§ **WHAT THE TASK REQUIRES**: Please return every line of the records that contains the word "register".
● ● ●
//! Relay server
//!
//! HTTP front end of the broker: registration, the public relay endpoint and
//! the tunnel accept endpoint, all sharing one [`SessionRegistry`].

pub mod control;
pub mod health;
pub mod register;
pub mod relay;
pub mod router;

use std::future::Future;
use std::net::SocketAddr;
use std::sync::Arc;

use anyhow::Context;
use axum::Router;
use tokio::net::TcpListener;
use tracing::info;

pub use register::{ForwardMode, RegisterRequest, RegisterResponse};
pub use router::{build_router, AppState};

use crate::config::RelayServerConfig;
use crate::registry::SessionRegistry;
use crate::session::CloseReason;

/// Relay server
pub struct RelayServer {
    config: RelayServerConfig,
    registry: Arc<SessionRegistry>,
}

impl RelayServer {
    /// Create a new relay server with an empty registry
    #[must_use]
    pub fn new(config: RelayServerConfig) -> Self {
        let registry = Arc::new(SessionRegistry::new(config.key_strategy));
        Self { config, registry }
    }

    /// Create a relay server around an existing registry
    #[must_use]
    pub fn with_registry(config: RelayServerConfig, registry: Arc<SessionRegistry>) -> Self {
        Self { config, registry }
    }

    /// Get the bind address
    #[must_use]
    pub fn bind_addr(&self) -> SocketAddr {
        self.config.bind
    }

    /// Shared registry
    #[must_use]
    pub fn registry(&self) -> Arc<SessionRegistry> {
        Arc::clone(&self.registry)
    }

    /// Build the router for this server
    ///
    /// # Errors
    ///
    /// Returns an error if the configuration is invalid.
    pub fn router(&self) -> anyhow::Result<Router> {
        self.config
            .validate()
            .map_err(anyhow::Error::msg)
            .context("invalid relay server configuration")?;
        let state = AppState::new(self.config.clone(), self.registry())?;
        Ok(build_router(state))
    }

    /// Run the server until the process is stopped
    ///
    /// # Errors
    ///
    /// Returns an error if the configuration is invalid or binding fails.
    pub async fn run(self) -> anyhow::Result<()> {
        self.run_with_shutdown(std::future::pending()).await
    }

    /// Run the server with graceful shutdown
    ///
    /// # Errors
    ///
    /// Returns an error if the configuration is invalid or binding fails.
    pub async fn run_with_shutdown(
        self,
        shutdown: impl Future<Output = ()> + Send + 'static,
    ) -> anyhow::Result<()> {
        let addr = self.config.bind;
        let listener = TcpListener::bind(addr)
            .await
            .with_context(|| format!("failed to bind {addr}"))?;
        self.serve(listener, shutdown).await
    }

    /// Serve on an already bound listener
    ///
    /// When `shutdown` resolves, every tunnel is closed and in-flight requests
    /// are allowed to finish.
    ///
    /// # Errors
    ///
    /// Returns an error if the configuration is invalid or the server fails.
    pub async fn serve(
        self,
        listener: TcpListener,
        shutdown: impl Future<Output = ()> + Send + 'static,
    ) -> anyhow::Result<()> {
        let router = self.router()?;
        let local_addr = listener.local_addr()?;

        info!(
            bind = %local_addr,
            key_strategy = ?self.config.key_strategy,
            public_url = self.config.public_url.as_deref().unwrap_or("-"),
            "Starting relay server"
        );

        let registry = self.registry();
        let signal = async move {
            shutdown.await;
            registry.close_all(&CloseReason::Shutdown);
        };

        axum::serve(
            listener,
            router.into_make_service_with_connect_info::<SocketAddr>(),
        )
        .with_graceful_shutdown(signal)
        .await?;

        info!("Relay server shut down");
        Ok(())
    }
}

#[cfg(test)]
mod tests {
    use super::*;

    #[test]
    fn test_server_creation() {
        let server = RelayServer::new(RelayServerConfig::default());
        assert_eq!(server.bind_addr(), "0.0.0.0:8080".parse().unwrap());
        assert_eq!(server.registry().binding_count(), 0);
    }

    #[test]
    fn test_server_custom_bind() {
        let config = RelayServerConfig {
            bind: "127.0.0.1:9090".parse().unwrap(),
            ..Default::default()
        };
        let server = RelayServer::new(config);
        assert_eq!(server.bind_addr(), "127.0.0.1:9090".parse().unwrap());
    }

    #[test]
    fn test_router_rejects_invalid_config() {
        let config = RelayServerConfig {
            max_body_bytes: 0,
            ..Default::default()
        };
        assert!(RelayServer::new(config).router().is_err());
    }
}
● ● ●
§ **ANSWER TO THIS PROBLEM**:
pub mod register;
pub use register::{ForwardMode, RegisterRequest, RegisterResponse};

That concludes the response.